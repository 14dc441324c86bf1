//! Kubernetes Adapter
//!
//! Implements the lister and client ports against the API server. Listing
//! is narrowed server-side to objects labelled for the cluster plus
//! unlabelled ones, which are then scoped by name. Updates
//! use `replace` so the listed resource version travels with the object;
//! deletions carry it as a precondition.

use crate::domain::ports::{ObjectLister, VolumeClient};
use crate::error::{Error, Result};
use crate::volume::metadata::CLUSTER_LABEL;
use crate::volume::ClusterSnapshot;
use async_trait::async_trait;
use k8s_openapi::api::batch::v1::Job;
use k8s_openapi::api::core::v1::{PersistentVolumeClaim, Pod};
use kube::api::{DeleteParams, ListParams, PostParams, Preconditions};
use kube::{Api, Client, ResourceExt};
use serde::de::DeserializeOwned;
use std::fmt::Debug;
use tracing::{debug, info};

const KIND: &str = "PersistentVolumeClaim";

/// Adapter over a live Kubernetes client
#[derive(Clone)]
pub struct KubeObjects {
    client: Client,
    field_manager: String,
}

impl KubeObjects {
    pub fn new(client: Client, field_manager: impl Into<String>) -> Self {
        Self {
            client,
            field_manager: field_manager.into(),
        }
    }

    fn volumes(&self, namespace: &str) -> Api<PersistentVolumeClaim> {
        Api::namespaced(self.client.clone(), namespace)
    }

    fn post_params(&self) -> PostParams {
        PostParams {
            dry_run: false,
            field_manager: Some(self.field_manager.clone()),
        }
    }

    fn namespace_of(volume: &PersistentVolumeClaim) -> Result<String> {
        volume.namespace().ok_or_else(|| {
            Error::Internal(format!("volume {} has no namespace", volume.name_any()))
        })
    }
}

/// Label selectors covering a cluster's objects: those labelled for it, and
/// unlabelled ones whose names are decoded afterwards
pub fn cluster_selectors(cluster: &str) -> [String; 2] {
    [
        format!("{}={}", CLUSTER_LABEL, cluster),
        format!("!{}", CLUSTER_LABEL),
    ]
}

/// List the objects that can belong to `cluster`; objects labelled for other
/// clusters are never fetched
async fn list_for_cluster<K>(api: &Api<K>, cluster: &str) -> std::result::Result<Vec<K>, kube::Error>
where
    K: Clone + DeserializeOwned + Debug,
{
    let [labelled, unlabelled] = cluster_selectors(cluster);
    let labelled = ListParams::default().labels(&labelled);
    let unlabelled = ListParams::default().labels(&unlabelled);
    let (labelled, unlabelled) =
        futures::try_join!(api.list(&labelled), api.list(&unlabelled))?;
    Ok(labelled.items.into_iter().chain(unlabelled.items).collect())
}

#[async_trait]
impl ObjectLister for KubeObjects {
    async fn snapshot(&self, cluster: &str, namespace: &str) -> Result<ClusterSnapshot> {
        let volumes = self.volumes(namespace);
        let pods: Api<Pod> = Api::namespaced(self.client.clone(), namespace);
        let jobs: Api<Job> = Api::namespaced(self.client.clone(), namespace);

        let (volumes, pods, jobs) = futures::try_join!(
            list_for_cluster(&volumes, cluster),
            list_for_cluster(&pods, cluster),
            list_for_cluster(&jobs, cluster),
        )?;

        let snapshot = ClusterSnapshot {
            volumes,
            pods,
            jobs,
        }
        .scoped_to(cluster);

        debug!(
            cluster = %cluster,
            namespace = %namespace,
            volumes = snapshot.volumes.len(),
            pods = snapshot.pods.len(),
            jobs = snapshot.jobs.len(),
            "Listed cluster snapshot"
        );
        Ok(snapshot)
    }
}

#[async_trait]
impl VolumeClient for KubeObjects {
    async fn create(&self, volume: &PersistentVolumeClaim) -> Result<PersistentVolumeClaim> {
        let name = volume.name_any();
        let namespace = Self::namespace_of(volume)?;
        let created = self
            .volumes(&namespace)
            .create(&self.post_params(), volume)
            .await
            .map_err(|e| Error::from_kube(KIND, &name, e))?;
        info!(volume = %name, namespace = %namespace, "Created volume");
        Ok(created)
    }

    async fn update(
        &self,
        volume: &PersistentVolumeClaim,
        expected_version: Option<&str>,
    ) -> Result<PersistentVolumeClaim> {
        let name = volume.name_any();
        let namespace = Self::namespace_of(volume)?;

        let mut volume = volume.clone();
        if let Some(version) = expected_version {
            volume.metadata.resource_version = Some(version.to_string());
        }

        let updated = self
            .volumes(&namespace)
            .replace(&name, &self.post_params(), &volume)
            .await
            .map_err(|e| Error::from_kube(KIND, &name, e))?;
        info!(volume = %name, namespace = %namespace, "Updated volume metadata");
        Ok(updated)
    }

    async fn delete(
        &self,
        namespace: &str,
        name: &str,
        expected_version: Option<&str>,
    ) -> Result<()> {
        let params = DeleteParams {
            preconditions: expected_version.map(|version| Preconditions {
                resource_version: Some(version.to_string()),
                uid: None,
            }),
            ..Default::default()
        };

        self.volumes(namespace)
            .delete(name, &params)
            .await
            .map_err(|e| Error::from_kube(KIND, name, e))?;
        info!(volume = %name, namespace = %namespace, "Deleted volume");
        Ok(())
    }
}

#[cfg(test)]
mod tests {
    use super::*;

    #[test]
    fn test_cluster_selectors() {
        let [labelled, unlabelled] = cluster_selectors("pg");
        assert_eq!(labelled, "pgvolume.io/cluster=pg");
        assert_eq!(unlabelled, "!pgvolume.io/cluster");
    }
}
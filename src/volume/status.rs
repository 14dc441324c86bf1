//! Volume Status State Machine
//!
//! A volume starts `Initializing` and is promoted to `Ready` the first time
//! it is seen in use by a live workload while no resize is in flight.
//! There is no way back: a `Ready` volume that loses its workload (restart,
//! reschedule) stays `Ready`.

use serde::{Deserialize, Serialize};

/// Readiness status carried in the status annotation
#[derive(Debug, Clone, Copy, Default, PartialEq, Eq, Hash, Serialize, Deserialize)]
#[serde(rename_all = "lowercase")]
pub enum VolumeStatus {
    #[default]
    Initializing,
    Ready,
}

impl VolumeStatus {
    /// Annotation value
    pub fn as_str(&self) -> &'static str {
        match self {
            VolumeStatus::Initializing => "initializing",
            VolumeStatus::Ready => "ready",
        }
    }

    /// Decode an annotation value, tolerating case and surrounding whitespace
    pub fn parse(value: &str) -> Option<Self> {
        match value.trim().to_ascii_lowercase().as_str() {
            "initializing" => Some(VolumeStatus::Initializing),
            "ready" => Some(VolumeStatus::Ready),
            _ => None,
        }
    }

    /// Whether moving from `self` to `next` is allowed
    pub fn can_become(&self, next: VolumeStatus) -> bool {
        !matches!((self, next), (VolumeStatus::Ready, VolumeStatus::Initializing))
    }
}

impl std::fmt::Display for VolumeStatus {
    fn fmt(&self, f: &mut std::fmt::Formatter<'_>) -> std::fmt::Result {
        f.write_str(self.as_str())
    }
}

/// Outcome of evaluating the state machine for one volume
#[derive(Debug, Clone, Copy, PartialEq, Eq)]
pub enum StatusTransition {
    /// Promote to `Ready`
    Promote,
    /// Nothing to do
    Stay,
    /// Resize in progress; the volume must not be touched
    Frozen,
}

/// Evaluate the status transition for a volume
pub fn next_transition(current: VolumeStatus, in_use: bool, resizing: bool) -> StatusTransition {
    if resizing {
        return StatusTransition::Frozen;
    }
    match (current, in_use) {
        (VolumeStatus::Initializing, true) => StatusTransition::Promote,
        _ => StatusTransition::Stay,
    }
}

========

Please make an exact copy of the lines above from the line with "let [labelled, unlabelled] = cluster_selectors(cluster);" through the line with "let volumes = self.volumes(namespace);", both ends included.

Exercise output ▸
    let [labelled, unlabelled] = cluster_selectors(cluster);
    let labelled = ListParams::default().labels(&labelled);
    let unlabelled = ListParams::default().labels(&unlabelled);
    let (labelled, unlabelled) =
        futures::try_join!(api.list(&labelled), api.list(&unlabelled))?;
    Ok(labelled.items.into_iter().chain(unlabelled.items).collect())
}

#[async_trait]
impl ObjectLister for KubeObjects {
    async fn snapshot(&self, cluster: &str, namespace: &str) -> Result<ClusterSnapshot> {
        let volumes = self.volumes(namespace);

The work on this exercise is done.